Kornél Mundruczó’s Jupiter’s Moon starts with the explanation that one of Jupiter’s moons – the symbolically named Europa, the refugee goal – may have an underground sea and be able to support human life. It’s one of several timely films – among them Michael Haneke’s Happy End and Vanessa Redgrave’s Sea Sorrow – that take their inspiration from the global refugee crisis as it affects Europe.

It gets off to a grimly realistic start with a close-up of caged chickens that opens up into the back of a lorry crammed with men, women and children from the Middle East – refugees or illegal migrants, depending on which side you’re on. It breaks into urgent, frantic hand-held camera scenes at night under water and in woods as they flee chaotically across the Hungarian/Serbian border when the border police arrive. Shots are fired at the fugitives and Aryan (Zsombor Jéger) is hit and apparently dies – until he rises again and levitates. He appears again in the holding camp where the escapees are taken, having been separated from his father. Anti-establishment doctor Gabor Stern (Merab Ninidze), who works there, examines Aryan and is astonished to discover his newly acquired powers. He springs Aryan’s release from the camp so that he can carry out further medical investigations but, in reality, to exploit him for financial gain.

Hungary’s treatment of refugees has been openly criticised in the media and the situation at this border has been in the news. Jupiter’s Moon explores the hostility towards Syrian refugees and the brutality with which they are treated. Camp controller Lazlo (György Cserhalmi) ruthlessly hunts down any escapees and when he discovers Aryan can levitate, he is relentless in pursuing him after Stern takes him on the run.

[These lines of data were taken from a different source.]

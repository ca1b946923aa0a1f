//! Dispatch table mapping (dialogue state, incoming event) to a route.
//!
//! Rules are evaluated in a fixed priority order:
//! 1. `/start`
//! 2. `/cancel` or the cancel button (case-insensitive)
//! 3. `/order` or the order button
//! 4. a name while waiting for the name
//! 5. a shared contact while waiting for the contact
//! 6. anything else is unknown

use teloxide::utils::command::BotCommands;

use crate::dialogue::OrderDialogueState;
use crate::localization::LocalizationManager;
use crate::transport::EventKind;

/// Commands understood by the bot
#[derive(BotCommands, Clone, Debug, PartialEq)]
#[command(rename_rule = "lowercase")]
pub enum Command {
    Start,
    Order,
    Cancel,
}

/// Where an event is dispatched
#[derive(Debug, Clone, PartialEq)]
pub enum Route {
    Start,
    Cancel,
    BeginOrder,
    SubmitName(String),
    SubmitContact {
        pending_name: String,
        user_id: i64,
        phone_number: String,
    },
    Unknown,
}

/// Keyboard button texts recognized as commands, in every supported language
#[derive(Debug, Clone, Default)]
pub struct ButtonLabels {
    order: Vec<String>,
    cancel: Vec<String>,
}

impl ButtonLabels {
    pub fn new(order: Vec<String>, cancel: Vec<String>) -> Self {
        Self { order, cancel }
    }

    pub fn from_localization(l10n: &LocalizationManager) -> Self {
        Self::new(
            l10n.all_variants("order-button"),
            l10n.all_variants("cancel-button"),
        )
    }

    fn is_order(&self, text: &str) -> bool {
        let text = text.trim();
        self.order.iter().any(|label| label == text)
    }

    fn is_cancel(&self, text: &str) -> bool {
        let text = text.trim().to_lowercase();
        self.cancel.iter().any(|label| label.to_lowercase() == text)
    }
}

/// Parse a slash command, ignoring any trailing argument.
///
/// Commands are matched exactly, except `/cancel` which is accepted in any letter case.
pub fn parse_command(text: &str, bot_username: &str) -> Option<Command> {
    let token = text.split_whitespace().next()?;
    if !token.starts_with('/') {
        return None;
    }
    match Command::parse(token, bot_username) {
        Ok(command) => Some(command),
        Err(_) => match Command::parse(&token.to_lowercase(), &bot_username.to_lowercase()) {
            Ok(Command::Cancel) => Some(Command::Cancel),
            _ => None,
        },
    }
}

fn is_command_like(text: &str) -> bool {
    text.trim_start().starts_with('/')
}

/// Pick the route for `event` given the user's current state
pub fn route(
    state: &OrderDialogueState,
    event: &EventKind,
    labels: &ButtonLabels,
    bot_username: &str,
) -> Route {
    if let EventKind::Text(text) = event {
        match parse_command(text, bot_username) {
            Some(Command::Start) => return Route::Start,
            Some(Command::Cancel) => return Route::Cancel,
            Some(Command::Order) => return Route::BeginOrder,
            None => {}
        }

        if labels.is_cancel(text) {
            return Route::Cancel;
        }
        if labels.is_order(text) {
            return Route::BeginOrder;
        }
    }

    match (state, event) {
        (OrderDialogueState::WaitingForName, EventKind::Text(text)) if !is_command_like(text) => {
            Route::SubmitName(text.clone())
        }
        (
            OrderDialogueState::WaitingForContact {
                pending_name,
                user_id,
            },
            EventKind::Contact { phone_number },
        ) => Route::SubmitContact {
            pending_name: pending_name.clone(),
            user_id: *user_id,
            phone_number: phone_number.clone(),
        },
        _ => Route::Unknown,
    }
}
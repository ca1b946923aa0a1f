//! # Error Types Module
//!
//! This module defines the error types shared by the order dialogue, the
//! Telegram transport and the configuration loader.

/// Errors raised while loading the bot configuration
#[derive(Debug, Clone, PartialEq)]
pub enum ConfigError {
    /// A required environment variable is absent
    Missing(String),
    /// An environment variable is present but cannot be parsed
    Invalid { key: String, value: String },
}

impl std::fmt::Display for ConfigError {
    fn fmt(&self, f: &mut std::fmt::Formatter<'_>) -> std::fmt::Result {
        match self {
            ConfigError::Missing(key) => write!(f, "Missing configuration: {key} must be set"),
            ConfigError::Invalid { key, value } => {
                write!(f, "Invalid configuration: {key}={value:?}")
            }
        }
    }
}

impl std::error::Error for ConfigError {}

/// Errors returned by outbound transport operations
#[derive(Debug, Clone, PartialEq)]
pub enum TransportError {
    /// The Telegram API rejected the request
    Api(String),
    /// The request never reached the Telegram API
    Network(String),
}

impl std::fmt::Display for TransportError {
    fn fmt(&self, f: &mut std::fmt::Formatter<'_>) -> std::fmt::Result {
        match self {
            TransportError::Api(msg) => write!(f, "Telegram API error: {msg}"),
            TransportError::Network(msg) => write!(f, "Network error: {msg}"),
        }
    }
}

impl std::error::Error for TransportError {}

impl From<teloxide::RequestError> for TransportError {
    fn from(err: teloxide::RequestError) -> Self {
        match err {
            teloxide::RequestError::Network(e) => TransportError::Network(e.to_string()),
            other => TransportError::Api(other.to_string()),
        }
    }
}

/// Reasons a customer name is rejected
#[derive(Debug, Clone, Copy, PartialEq, Eq)]
pub enum NameError {
    TooLong,
    ContainsDigit,
}

impl std::fmt::Display for NameError {
    fn fmt(&self, f: &mut std::fmt::Formatter<'_>) -> std::fmt::Result {
        match self {
            NameError::TooLong => write!(f, "name is too long"),
            NameError::ContainsDigit => write!(f, "name contains a digit"),
        }
    }
}

impl std::error::Error for NameError {}
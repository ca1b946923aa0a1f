//! UI Builder module for creating keyboards and formatting messages

use std::collections::HashMap;

use teloxide::types::{
    BotCommand, ButtonRequest, KeyboardButton, KeyboardMarkup, KeyboardRemove, ReplyMarkup,
};

use crate::localization::LocalizationManager;
use crate::order::Order;
use crate::transport::ReplyKeyboard;

/// Idle menu keyboard with the order button
pub fn menu_keyboard(l10n: &LocalizationManager, language_code: Option<&str>) -> ReplyKeyboard {
    ReplyKeyboard::Menu {
        order_label: l10n.t("order-button", language_code),
    }
}

/// Keyboard asking the user to share their contact
pub fn contact_keyboard(l10n: &LocalizationManager, language_code: Option<&str>) -> ReplyKeyboard {
    ReplyKeyboard::Contact {
        share_label: l10n.t("share-contact-button", language_code),
        cancel_label: l10n.t("cancel-button", language_code),
    }
}

/// Render a keyboard into Telegram reply markup
pub fn to_reply_markup(keyboard: &ReplyKeyboard) -> ReplyMarkup {
    match keyboard {
        ReplyKeyboard::Menu { order_label } => {
            KeyboardMarkup::new(vec![vec![KeyboardButton::new(order_label.clone())]])
                .resize_keyboard()
                .persistent()
                .into()
        }
        ReplyKeyboard::Contact {
            share_label,
            cancel_label,
        } => KeyboardMarkup::new(vec![vec![
            KeyboardButton::new(share_label.clone()).request(ButtonRequest::Contact),
            KeyboardButton::new(cancel_label.clone()),
        ]])
        .resize_keyboard()
        .into(),
        ReplyKeyboard::Remove => KeyboardRemove::new().into(),
    }
}

/// Commands published in the Telegram command menu
pub fn bot_commands(l10n: &LocalizationManager, language: &str) -> Vec<BotCommand> {
    ["start", "order", "cancel"]
        .into_iter()
        .map(|command| {
            let description =
                l10n.get_message_in_language(&format!("command-{command}"), language, None);
            BotCommand::new(command, description)
        })
        .collect()
}

/// Format an order as the administrator notification.
///
/// Fields are always in the same order: header, name, user id, phone, username.
pub fn format_order_notification(order: &Order, l10n: &LocalizationManager, language: &str) -> String {
    let unknown = l10n.get_message_in_language("admin-unknown", language, None);

    let name = order
        .name
        .as_deref()
        .map(str::trim)
        .filter(|name| !name.is_empty())
        .map(str::to_string)
        .unwrap_or_else(|| unknown.clone());
    let user_id = order
        .user_id
        .map(|id| id.to_string())
        .unwrap_or_else(|| unknown.clone());
    let username = order
        .username
        .as_ref()
        .map(|u| format!("@{u}"))
        .unwrap_or_else(|| unknown.clone());

    let field = |key: &str, arg: &str, value: &str| {
        let args: HashMap<&str, &str> = [(arg, value)].into_iter().collect();
        l10n.get_message_in_language(key, language, Some(&args))
    };

    [
        l10n.get_message_in_language("admin-new-order", language, None),
        field("admin-name", "name", &name),
        field("admin-user-id", "user_id", &user_id),
        field("admin-phone", "phone", &order.phone_number),
        field("admin-username", "username", &username),
    ]
    .join("\n")
}
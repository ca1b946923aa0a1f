//! Order value assembled when the user shares a contact.

use chrono::{DateTime, Utc};

/// A submitted order, rendered into the administrator notification and then dropped
#[derive(Debug, Clone, PartialEq)]
pub struct Order {
    pub name: Option<String>,
    pub user_id: Option<i64>,
    pub phone_number: String,
    pub username: Option<String>,
    pub received_at: DateTime<Utc>,
}

impl Order {
    pub fn new(
        name: impl Into<String>,
        user_id: i64,
        phone_number: impl Into<String>,
        username: Option<String>,
    ) -> Self {
        Self {
            name: Some(name.into()),
            user_id: Some(user_id),
            phone_number: phone_number.into(),
            username: username.filter(|u| !u.is_empty()),
            received_at: Utc::now(),
        }
    }
}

As Aryan levitates, the film itself takes off into magical realism. Belief in God and the Bible is a bellwether of how people react to him. As someone who seemingly survived death and can fly at will, could this strange young man actually be an angel come to earth? Could belief in his powers mean that he can also work miracles? Stern, corrupt as well as idealistic, sees this blurring as a means of making the money he needs to prevent himself being sued by relatives of a former patient: Aryan needs money to buy legal documentation and to find his father again – the resulting partnership of supernatural healers is too dangerous to be let loose in Budapest.

Jupiter’s Moon is an intriguing, original idea but it’s almost as if White God director Mundruczó didn’t know where to take it. Just when you think the film is approaching a conclusion, he throws terrorism into the mix of religion, refugees and migration, not to mention a couple of car chases and shoot-outs. Sadly, the dialogue (in English subtitles) seems clichéd. It’s not helped by the fact that much of it – the scenes between Stern and Aryan – is in English, it being their common language, but Ninidze’s delivery of what seems to be an unfamiliar tongue to him is heavily accented and frustratingly expressionless. Though Aryan does better, it does seem strange that for a central character for whom being Syrian is so crucial, he is played by a Hungarian actor. It’s good that this subject has been done at all but ultimately strangely disappointing.

Jupiter’s Moon premiered at the 70th Cannes Film Festival and is released on 5 January 2018 in the UK.